# Drawn out Comb Purchase



## Stooge King (Dec 3, 2010)

I'm a soon to be beekeeper planning on starting in the spring 2001.
I have been able to find enough equipment to set up five hives (2-deeps, 2-honey supers, top, bottom, inner, frames, and wax x 5).

I've spent the summer and fall like Grasshopper from Kung Fu, sitting at the feet several Master Po's learning and doing all that I could to prepare.

One thing I've been told is not to expect much honey production the first year as the package bees will need to devote so much energy to drawing out comb which makes sense. I have seen (from two 2nd year keepers that lost most of their hives the first year) that that if you give the girls drawn out frames to get started you will basically eliminate that issue.

I hope to buy some drawn out deep frames and start the hives with about 4-5 per box so the queen can get right to work and give them a jump start.

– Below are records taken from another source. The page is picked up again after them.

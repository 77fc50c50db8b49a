use axum::extract::{Path, Query, State};
use axum::http::{HeaderMap, StatusCode};
use axum::response::Json;
use chrono::Local;
use serde::{Deserialize, Serialize};

use crate::auth;
use crate::db::queries::{expenses, places, trips};
use crate::error::{AppError, AppResult};
use crate::models::money;
use crate::models::{NewTrip, Trip, TripWithCosts, UpdateTrip};
use crate::response::{Envelope, ListEnvelope, PageEnvelope};
use crate::services::analytics;
use crate::state::AppState;

#[derive(Debug, Deserialize)]
#[serde(rename_all = "camelCase")]
pub struct ListParams {
    pub is_active: Option<String>,
    /// Keep trips whose date range contains this date (YYYY-MM-DD).
    pub date: Option<String>,
    pub destination: Option<String>,
    pub sort_by: Option<String>,
    pub sort_order: Option<String>,
    pub page: Option<i64>,
    pub limit: Option<i64>,
}

fn sort_sql(sort_by: Option<&str>, sort_order: Option<&str>) -> Option<String> {
    let column = match sort_by {
        Some("startDate") => "start_date",
        Some("name") => "name",
        _ => return None,
    };
    let direction = match sort_order {
        Some("asc") => "ASC",
        _ => "DESC",
    };
    Some(format!("{} {}", column, direction))
}

/// GET /api/trips
pub async fn index(
    State(state): State<AppState>,
    Query(params): Query<ListParams>,
) -> AppResult<Json<PageEnvelope<TripWithCosts>>> {
    let page = params.page.unwrap_or(1).max(1);
    let limit = params.limit.unwrap_or(20).max(1);

    let filter = trips::TripFilter {
        is_active: match params.is_active.as_deref() {
            Some("true") => Some(true),
            Some("false") => Some(false),
            _ => None,
        },
        includes_date: params.date,
        destination: params.destination,
        sort_sql: sort_sql(params.sort_by.as_deref(), params.sort_order.as_deref()),
        limit: Some(limit),
        offset: Some((page - 1) * limit),
        ..Default::default()
    };

    let conn = state.db.get()?;
    let page_trips = trips::list_trips(&conn, &filter)?;
    let total = trips::count_trips(&conn, &filter)?;

    let data = attach_costs(&conn, page_trips)?;

    Ok(Json(PageEnvelope::success(
        total,
        analytics::page_count(total, limit),
        page,
        data,
    )))
}

/// GET /api/trips/active
pub async fn active(
    State(state): State<AppState>,
) -> AppResult<Json<ListEnvelope<Vec<Trip>>>> {
    let today = Local::now().date_naive().format("%Y-%m-%d").to_string();
    let filter = trips::TripFilter {
        is_active: Some(true),
        includes_date: Some(today),
        ..Default::default()
    };

    let conn = state.db.get()?;
    let mut list = trips::list_trips(&conn, &filter)?;
    populate_places(&conn, &mut list)?;
    Ok(Json(ListEnvelope::success(list.len(), list)))
}

/// GET /api/trips/mytrip — trips owned by the bearer-token user.
pub async fn my_trips(
    State(state): State<AppState>,
    headers: HeaderMap,
) -> AppResult<Json<ListEnvelope<Vec<TripWithCosts>>>> {
    let user_id = auth::authenticate(&state, &headers)?;

    let filter = trips::TripFilter {
        owner_id: Some(user_id),
        ..Default::default()
    };

    let conn = state.db.get()?;
    let list = trips::list_trips(&conn, &filter)?;
    let data = attach_costs(&conn, list)?;
    Ok(Json(ListEnvelope::success(data.len(), data)))
}

/// GET /api/trips/:id
pub async fn show(
    State(state): State<AppState>,
    Path(id): Path<i64>,
) -> AppResult<Json<Envelope<TripWithCosts>>> {
    let conn = state.db.get()?;
    let trip = trip_with_places(&conn, id)?;

    let totals = expenses::totals_for_trips(&conn, &[id])?;
    let total = totals.get(&id).copied().unwrap_or_default();

    Ok(Json(Envelope::success(TripWithCosts::new(
        trip,
        total.total_cents,
        total.count,
    ))))
}

/// POST /api/trips
pub async fn create(
    State(state): State<AppState>,
    Json(new_trip): Json<NewTrip>,
) -> AppResult<(StatusCode, Json<Envelope<Trip>>)> {
    if new_trip.name.trim().is_empty() {
        return Err(AppError::Validation("Name is required".into()));
    }
    if new_trip.destination.trim().is_empty() {
        return Err(AppError::Validation("Destination is required".into()));
    }
    if new_trip.start_date.is_empty() || new_trip.end_date.is_empty() {
        return Err(AppError::Validation(
            "Start date and end date are required".into(),
        ));
    }
    validate_date(&new_trip.start_date)?;
    validate_date(&new_trip.end_date)?;
    if new_trip.start_date > new_trip.end_date {
        return Err(AppError::Validation(
            "Start date must not be after end date".into(),
        ));
    }

    let conn = state.db.get()?;
    let id = trips::create_trip(&conn, &new_trip)?;
    let trip = trips::get_trip(&conn, id)?
        .ok_or_else(|| AppError::Internal("Trip vanished after insert".into()))?;

    Ok((StatusCode::CREATED, Json(Envelope::success(trip))))
}

/// PATCH /api/trips/:id
pub async fn update(
    State(state): State<AppState>,
    Path(id): Path<i64>,
    Json(update): Json<UpdateTrip>,
) -> AppResult<Json<Envelope<Trip>>> {
    if let Some(ref start_date) = update.start_date {
        validate_date(start_date)?;
    }
    if let Some(ref end_date) = update.end_date {
        validate_date(end_date)?;
    }

    let conn = state.db.get()?;
    if !trips::update_trip(&conn, id, &update)? {
        return Err(AppError::NotFound("Trip not found".into()));
    }

    let trip = trips::get_trip(&conn, id)?
        .ok_or_else(|| AppError::NotFound("Trip not found".into()))?;
    Ok(Json(Envelope::success(trip)))
}

/// DELETE /api/trips/:id
///
/// Refused while expenses still reference the trip.
pub async fn remove(State(state): State<AppState>, Path(id): Path<i64>) -> AppResult<StatusCode> {
    let conn = state.db.get()?;
    if trips::get_trip(&conn, id)?.is_none() {
        return Err(AppError::NotFound("Trip not found".into()));
    }

    let expense_count = expenses::count_for_trip(&conn, id)?;
    if expense_count > 0 {
        return Err(AppError::Validation(format!(
            "Cannot delete trip with {} expenses. Delete expenses first or update them to \
             remove the trip reference.",
            expense_count
        )));
    }

    trips::delete_trip(&conn, id)?;
    Ok(StatusCode::NO_CONTENT)
}

#[derive(Debug, Deserialize)]
#[serde(rename_all = "camelCase")]
pub struct AddPlaceRequest {
    pub place_id: Option<i64>,
}

/// POST /api/trips/:id/places
pub async fn add_place(
    State(state): State<AppState>,
    Path(id): Path<i64>,
    Json(request): Json<AddPlaceRequest>,
) -> AppResult<Json<Envelope<Trip>>> {
    let place_id = request
        .place_id
        .ok_or_else(|| AppError::Validation("placeId is required".into()))?;

    let conn = state.db.get()?;
    if trips::get_trip(&conn, id)?.is_none() {
        return Err(AppError::NotFound("Trip not found".into()));
    }
    if places::get_place(&conn, place_id)?.is_none() {
        return Err(AppError::NotFound("Place not found".into()));
    }
    if trips::trip_has_place(&conn, id, place_id)? {
        return Err(AppError::Validation(
            "Place already added to this trip".into(),
        ));
    }

    trips::add_place(&conn, id, place_id)?;
    trip_with_places(&conn, id).map(|t| Json(Envelope::success(t)))
}

/// DELETE /api/trips/:id/places/:place_id
pub async fn remove_place(
    State(state): State<AppState>,
    Path((id, place_id)): Path<(i64, i64)>,
) -> AppResult<Json<Envelope<Trip>>> {
    let conn = state.db.get()?;
    if trips::get_trip(&conn, id)?.is_none() {
        return Err(AppError::NotFound("Trip not found".into()));
    }
    if !trips::remove_place(&conn, id, place_id)? {
        return Err(AppError::Validation("Place not found in this trip".into()));
    }

    trip_with_places(&conn, id).map(|t| Json(Envelope::success(t)))
}

/// GET /api/trips/:id/categories — spending grouped by expense category.
#[derive(Debug, Serialize)]
#[serde(rename_all = "camelCase")]
pub struct CategoryReport {
    pub categories: Vec<analytics::CategoryTotal>,
    pub budget: Option<crate::models::Budget>,
    #[serde(rename = "totalSpent", serialize_with = "money::serialize_cents")]
    pub total_spent_cents: i64,
    #[serde(serialize_with = "money::serialize_opt_cents")]
    pub budget_remaining: Option<i64>,
}

pub async fn categories(
    State(state): State<AppState>,
    Path(id): Path<i64>,
) -> AppResult<Json<ListEnvelope<CategoryReport>>> {
    let conn = state.db.get()?;
    let trip = trips::get_trip(&conn, id)?
        .ok_or_else(|| AppError::NotFound("Trip not found".into()))?;

    let trip_expenses = expenses::list_expenses(
        &conn,
        &expenses::ExpenseFilter {
            trip_id: Some(id),
            ..Default::default()
        },
    )?;

    let categories = analytics::category_totals(&trip_expenses);
    let total_spent_cents = analytics::total_spent(&trip_expenses);
    let budget_cents = trip.budget.as_ref().map(|b| b.amount_cents);

    let report = CategoryReport {
        budget_remaining: analytics::budget_remaining(budget_cents, total_spent_cents),
        budget: trip.budget,
        total_spent_cents,
        categories,
    };

    Ok(Json(ListEnvelope::success(
        report.categories.len(),
        report,
    )))
}

/// GET /api/trips/stats
#[derive(Debug, Serialize)]
#[serde(rename_all = "camelCase")]
pub struct TripStats {
    pub total_trips: i64,
    pub active_trips: i64,
    pub upcoming_trips: i64,
    pub past_trips: i64,
    pub destination_stats: Vec<DestinationStat>,
    pub trip_expenses: Vec<TripExpenseStat>,
}

#[derive(Debug, Serialize)]
#[serde(rename_all = "camelCase")]
pub struct DestinationStat {
    pub destination: String,
    pub count: i64,
}

#[derive(Debug, Serialize)]
#[serde(rename_all = "camelCase")]
pub struct TripExpenseStat {
    #[serde(rename = "totalAmount", serialize_with = "money::serialize_cents")]
    pub total_cents: i64,
    pub count: i64,
    pub trip: Option<TripSummary>,
}

#[derive(Debug, Serialize)]
#[serde(rename_all = "camelCase")]
pub struct TripSummary {
    pub id: i64,
    pub name: String,
    pub destination: String,
    pub start_date: String,
    pub end_date: String,
}

pub async fn stats(State(state): State<AppState>) -> AppResult<Json<Envelope<TripStats>>> {
    let today = Local::now().date_naive().format("%Y-%m-%d").to_string();
    let conn = state.db.get()?;

    let counts = trips::count_by_status(&conn, &today)?;
    let destination_stats = trips::destination_counts(&conn, 10)?
        .into_iter()
        .map(|d| DestinationStat {
            destination: d.destination,
            count: d.count,
        })
        .collect();

    let trip_expenses = expenses::totals_by_trip(&conn)?
        .into_iter()
        .map(|r| TripExpenseStat {
            total_cents: r.total_cents,
            count: r.count,
            trip: match (r.trip_id, r.trip_name) {
                (Some(id), Some(name)) => Some(TripSummary {
                    id,
                    name,
                    destination: r.destination.unwrap_or_default(),
                    start_date: r.start_date.unwrap_or_default(),
                    end_date: r.end_date.unwrap_or_default(),
                }),
                _ => None,
            },
        })
        .collect();

    Ok(Json(Envelope::success(TripStats {
        total_trips: counts.total,
        active_trips: counts.active,
        upcoming_trips: counts.upcoming,
        past_trips: counts.past,
        destination_stats,
        trip_expenses,
    })))
}

/// Attach batched expense totals to a page of trips and populate places.
fn attach_costs(
    conn: &rusqlite::Connection,
    mut page: Vec<Trip>,
) -> AppResult<Vec<TripWithCosts>> {
    populate_places(conn, &mut page)?;

    let ids: Vec<i64> = page.iter().map(|t| t.id).collect();
    let totals = expenses::totals_for_trips(conn, &ids)?;

    Ok(page
        .into_iter()
        .map(|trip| {
            let total = totals.get(&trip.id).copied().unwrap_or_default();
            TripWithCosts::new(trip, total.total_cents, total.count)
        })
        .collect())
}

fn populate_places(conn: &rusqlite::Connection, trips_page: &mut [Trip]) -> AppResult<()> {
    let ids: Vec<i64> = trips_page.iter().map(|t| t.id).collect();
    let mut by_trip = places::summaries_for_trips(conn, &ids)?;
    for trip in trips_page {
        trip.places = by_trip.remove(&trip.id).unwrap_or_default();
    }
    Ok(())
}

fn trip_with_places(conn: &rusqlite::Connection, id: i64) -> AppResult<Trip> {
    let mut trip = trips::get_trip(conn, id)?
        .ok_or_else(|| AppError::NotFound("Trip not found".into()))?;
    let mut by_trip = places::summaries_for_trips(conn, &[trip.id])?;
    trip.places = by_trip.remove(&trip.id).unwrap_or_default();
    Ok(trip)
}

fn validate_date(date: &str) -> AppResult<()> {
    chrono::NaiveDate::parse_from_str(date, "%Y-%m-%d")
        .map(|_| ())
        .map_err(|_| AppError::Validation(format!("Invalid date: {}", date)))
}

My questions: What is a fair price for drawn out frames? Deeps? Honey supers?
Am I expected to swap frames and foundation for the drawn out ones or is it a package purchase?
Is this even a common practice or do keepers hold drawn out frames too dear to sell them?

Thanks folks, I have more questions where those came from and look forward to any help or info i can get


----------



## HONEYDEW (Mar 9, 2007)

Not a good idea or practice to buy used drawn brood comb because of the possibility of transferring disease, honey super comb maybe OK if brood was not reared in it I think...However if you just want honey you'd be much better off just buying it from someone who is willing to take the risk of beekeeping. Part of the "fun" of keeping is learning how to keep  so start from scratch and enjoy, if you do it right they wont die because you didn't give them drawn comb thats guaranteed......


----------



## Countryboy (Feb 15, 2009)

_My questions: What is a fair price for drawn out frames? Deeps? Honey supers?_

IF you find someone willing to sell, I've seen deep frames go for $2 each, and supers with drawn comb $10-$15 a box depending on how good the box is still.

_Is this even a common practice or do keepers hold drawn out frames too dear to sell them?_

Bingo. Remember that beekeepers don't sell their nice stuff - they sell their junk first.

If you see drawn comb being sold, look for situations where a beekeeper is selling because the combs are in odd sized boxes. For example, if they are phasing shallow supers out of their operation. Or watch and buy out retiring beekeepers.


----------



## Beeslave (Feb 6, 2009)

If you buy a 5 frame nuc you will start with 5 frames drawn out. You can also start with all foundation and a package(early april) and feed the heck out of them to draw the comb and harvest some surplus(pure honey from the bees) later in the season.

Drawn comb is priceless. Diseased comb is worthless. Foundation is both under the right conditions.


----------



## Mike Gillmore (Feb 25, 2006)

I agree that the 5 frame nuc route is the best way to go for you. Find a good reputable supplier selling nucs and you will be off to a good start this spring. The cost of a nuc is really not too much more than a package, but the advantages are significant. Not only will you have 5 disease free drawn out frames to start with, but also brood in various stages to help reduce the spring dip in population that you would experience with a package. This means that with initial feeding, followed by a good flow, your colony will build up quickly and probably give you a little honey to rob next fall. 

Starting out, please don't even consider buying drawn comb frames from anyone. It's tough enough to keep our bees alive without adding in another risk factor of used comb. For your first couple of years you will have your hands full figuring it all out, so keep it simple. Good luck!


----------



## CentralPAguy (Feb 8, 2009)

SK,

I was thinking these very same thoughts a year ago as I wanted a larger honey crop. I consider my own drawn comb to be very valuable probably even more than the queen as the bees spend their time making honey and not wax. 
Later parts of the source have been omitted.